Work to complete: Output every entry verbatim.

Supplied entries:
%%
//! Integer 2D point type.
//!
//! Points use integer coordinates scaled by `SCALING_FACTOR` to avoid
//! floating-point precision issues. 1 unit = 1 micrometre.

use crate::{scale, unscale, Coord, CoordF};
use serde::{Deserialize, Serialize};
use std::fmt;
use std::ops::{Add, AddAssign, Div, Neg, Sub, SubAssign};

/// A 2D point (or vector) with scaled integer coordinates.
///
/// # Example
/// ```
/// use arbor::geometry::Point;
/// use arbor::scale;
///
/// // A point at (1mm, 2mm).
/// let p = Point::new(scale(1.0), scale(2.0));
/// let q = Point::new_scale(1.0, 2.0);
/// assert_eq!(p, q);
/// ```
#[derive(Clone, Copy, Default, PartialEq, Eq, Hash, PartialOrd, Ord, Serialize, Deserialize)]
pub struct Point {
    pub x: Coord,
    pub y: Coord,
}

impl Point {
    /// Create a new point with the given coordinates.
    #[inline]
    pub const fn new(x: Coord, y: Coord) -> Self {
        Self { x, y }
    }

    /// Create a new point from floating-point coordinates (in mm), scaling them.
    #[inline]
    pub fn new_scale(x: CoordF, y: CoordF) -> Self {
        Self {
            x: scale(x),
            y: scale(y),
        }
    }

    /// Create a point at the origin (0, 0).
    #[inline]
    pub const fn zero() -> Self {
        Self { x: 0, y: 0 }
    }

    /// Calculate the squared distance to another point.
    /// Returns i128 to avoid overflow with large coordinates.
    #[inline]
    pub fn distance_squared(&self, other: &Point) -> i128 {
        let dx = (other.x - self.x) as i128;
        let dy = (other.y - self.y) as i128;
        dx * dx + dy * dy
    }

    /// Calculate the distance to another point.
    #[inline]
    pub fn distance(&self, other: &Point) -> CoordF {
        (self.distance_squared(other) as CoordF).sqrt()
    }

    /// Calculate the squared length (magnitude) of this point as a vector.
    #[inline]
    pub fn length_squared(&self) -> i128 {
        (self.x as i128) * (self.x as i128) + (self.y as i128) * (self.y as i128)
    }

    /// Calculate the length (magnitude) of this point as a vector.
    #[inline]
    pub fn length(&self) -> CoordF {
        (self.length_squared() as CoordF).sqrt()
    }

    /// Rescale this vector to the given length. The zero vector stays zero.
    pub fn normalized_to(&self, length: Coord) -> Self {
        let len = self.length();
        if len == 0.0 {
            return Self::zero();
        }
        Self {
            x: (self.x as CoordF * length as CoordF / len).round() as Coord,
            y: (self.y as CoordF * length as CoordF / len).round() as Coord,
        }
    }

    /// Rotate this point by the given angle (in radians) around the origin.
    #[inline]
    pub fn rotate(&self, angle: CoordF) -> Self {
        let cos_a = angle.cos();
        let sin_a = angle.sin();
        self.rotate_by_cos_sin(cos_a, sin_a)
    }

    /// Rotate this point by precomputed cos and sin values.
    #[inline]
    pub fn rotate_by_cos_sin(&self, cos_a: CoordF, sin_a: CoordF) -> Self {
        let x = self.x as CoordF;
        let y = self.y as CoordF;
        Self {
            x: (cos_a * x - sin_a * y).round() as Coord,
            y: (cos_a * y + sin_a * x).round() as Coord,
        }
    }

    /// Calculate the dot product with another point.
    #[inline]
    pub fn dot(&self, other: &Point) -> i128 {
        (self.x as i128) * (other.x as i128) + (self.y as i128) * (other.y as i128)
    }

    /// Project this point onto a line segment defined by two points.
    pub fn project_onto_segment(&self, a: Point, b: Point) -> Point {
        let ab = b - a;
        let ap = *self - a;

        let ab_len_sq = ab.length_squared();
        if ab_len_sq == 0 {
            return a;
        }

        let t = (ap.dot(&ab) as CoordF / ab_len_sq as CoordF).clamp(0.0, 1.0);

        Point::new(
            (a.x as CoordF + t * ab.x as CoordF).round() as Coord,
            (a.y as CoordF + t * ab.y as CoordF).round() as Coord,
        )
    }

}

impl Add for Point {
    type Output = Point;

    #[inline]
    fn add(self, other: Point) -> Point {
        Point::new(self.x + other.x, self.y + other.y)
    }
}

impl AddAssign for Point {
    #[inline]
    fn add_assign(&mut self, other: Point) {
        self.x += other.x;
        self.y += other.y;
    }
}

impl Sub for Point {
    type Output = Point;

    #[inline]
    fn sub(self, other: Point) -> Point {
        Point::new(self.x - other.x, self.y - other.y)
    }
}

impl SubAssign for Point {
    #[inline]
    fn sub_assign(&mut self, other: Point) {
        self.x -= other.x;
        self.y -= other.y;
    }
}

impl Neg for Point {
    type Output = Point;

    #[inline]
    fn neg(self) -> Point {
        Point::new(-self.x, -self.y)
    }
}

impl Div<Coord> for Point {
    type Output = Point;

    #[inline]
    fn div(self, divisor: Coord) -> Point {
        Point::new(self.x / divisor, self.y / divisor)
    }
}

impl fmt::Debug for Point {
    fn fmt(&self, f: &mut fmt::Formatter<'_>) -> fmt::Result {
        write!(f, "({}, {})", self.x, self.y)
    }
}

impl fmt::Display for Point {
    fn fmt(&self, f: &mut fmt::Formatter<'_>) -> fmt::Result {
        write!(f, "({:.3}mm, {:.3}mm)", unscale(self.x), unscale(self.y))
    }
}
%%
Reply:
//! Integer 2D point type.
//!
//! Points use integer coordinates scaled by `SCALING_FACTOR` to avoid
//! floating-point precision issues. 1 unit = 1 micrometre.

use crate::{scale, unscale, Coord, CoordF};
use serde::{Deserialize, Serialize};
use std::fmt;
use std::ops::{Add, AddAssign, Div, Neg, Sub, SubAssign};

/// A 2D point (or vector) with scaled integer coordinates.
///
/// # Example
/// ```
/// use arbor::geometry::Point;
/// use arbor::scale;
///
/// // A point at (1mm, 2mm).
/// let p = Point::new(scale(1.0), scale(2.0));
/// let q = Point::new_scale(1.0, 2.0);
/// assert_eq!(p, q);
/// ```
#[derive(Clone, Copy, Default, PartialEq, Eq, Hash, PartialOrd, Ord, Serialize, Deserialize)]
pub struct Point {
    pub x: Coord,
    pub y: Coord,
}

impl Point {
    /// Create a new point with the given coordinates.
    #[inline]
    pub const fn new(x: Coord, y: Coord) -> Self {
        Self { x, y }
    }

    /// Create a new point from floating-point coordinates (in mm), scaling them.
    #[inline]
    pub fn new_scale(x: CoordF, y: CoordF) -> Self {
        Self {
            x: scale(x),
            y: scale(y),
        }
    }

    /// Create a point at the origin (0, 0).
    #[inline]
    pub const fn zero() -> Self {
        Self { x: 0, y: 0 }
    }

    /// Calculate the squared distance to another point.
    /// Returns i128 to avoid overflow with large coordinates.
    #[inline]
    pub fn distance_squared(&self, other: &Point) -> i128 {
        let dx = (other.x - self.x) as i128;
        let dy = (other.y - self.y) as i128;
        dx * dx + dy * dy
    }

    /// Calculate the distance to another point.
    #[inline]
    pub fn distance(&self, other: &Point) -> CoordF {
        (self.distance_squared(other) as CoordF).sqrt()
    }

    /// Calculate the squared length (magnitude) of this point as a vector.
    #[inline]
    pub fn length_squared(&self) -> i128 {
        (self.x as i128) * (self.x as i128) + (self.y as i128) * (self.y as i128)
    }

    /// Calculate the length (magnitude) of this point as a vector.
    #[inline]
    pub fn length(&self) -> CoordF {
        (self.length_squared() as CoordF).sqrt()
    }

    /// Rescale this vector to the given length. The zero vector stays zero.
    pub fn normalized_to(&self, length: Coord) -> Self {
        let len = self.length();
        if len == 0.0 {
            return Self::zero();
        }
        Self {
            x: (self.x as CoordF * length as CoordF / len).round() as Coord,
            y: (self.y as CoordF * length as CoordF / len).round() as Coord,
        }
    }

    /// Rotate this point by the given angle (in radians) around the origin.
    #[inline]
    pub fn rotate(&self, angle: CoordF) -> Self {
        let cos_a = angle.cos();
        let sin_a = angle.sin();
        self.rotate_by_cos_sin(cos_a, sin_a)
    }

    /// Rotate this point by precomputed cos and sin values.
    #[inline]
    pub fn rotate_by_cos_sin(&self, cos_a: CoordF, sin_a: CoordF) -> Self {
        let x = self.x as CoordF;
        let y = self.y as CoordF;
        Self {
            x: (cos_a * x - sin_a * y).round() as Coord,
            y: (cos_a * y + sin_a * x).round() as Coord,
        }
    }

    /// Calculate the dot product with another point.
    #[inline]
    pub fn dot(&self, other: &Point) -> i128 {
        (self.x as i128) * (other.x as i128) + (self.y as i128) * (other.y as i128)
    }

    /// Project this point onto a line segment defined by two points.
    pub fn project_onto_segment(&self, a: Point, b: Point) -> Point {
        let ab = b - a;
        let ap = *self - a;

        let ab_len_sq = ab.length_squared();
        if ab_len_sq == 0 {
            return a;
        }

        let t = (ap.dot(&ab) as CoordF / ab_len_sq as CoordF).clamp(0.0, 1.0);

        Point::new(
            (a.x as CoordF + t * ab.x as CoordF).round() as Coord,
            (a.y as CoordF + t * ab.y as CoordF).round() as Coord,
        )
    }

}

impl Add for Point {
    type Output = Point;

    #[inline]
    fn add(self, other: Point) -> Point {
        Point::new(self.x + other.x, self.y + other.y)
    }
}

impl AddAssign for Point {
    #[inline]
    fn add_assign(&mut self, other: Point) {
        self.x += other.x;
        self.y += other.y;
    }
}

impl Sub for Point {
    type Output = Point;

    #[inline]
    fn sub(self, other: Point) -> Point {
        Point::new(self.x - other.x, self.y - other.y)
    }
}

impl SubAssign for Point {
    #[inline]
    fn sub_assign(&mut self, other: Point) {
        self.x -= other.x;
        self.y -= other.y;
    }
}

impl Neg for Point {
    type Output = Point;

    #[inline]
    fn neg(self) -> Point {
        Point::new(-self.x, -self.y)
    }
}

impl Div<Coord> for Point {
    type Output = Point;

    #[inline]
    fn div(self, divisor: Coord) -> Point {
        Point::new(self.x / divisor, self.y / divisor)
    }
}

impl fmt::Debug for Point {
    fn fmt(&self, f: &mut fmt::Formatter<'_>) -> fmt::Result {
        write!(f, "({}, {})", self.x, self.y)
    }
}

impl fmt::Display for Point {
    fn fmt(&self, f: &mut fmt::Formatter<'_>) -> fmt::Result {
        write!(f, "({:.3}mm, {:.3}mm)", unscale(self.x), unscale(self.y))
    }
}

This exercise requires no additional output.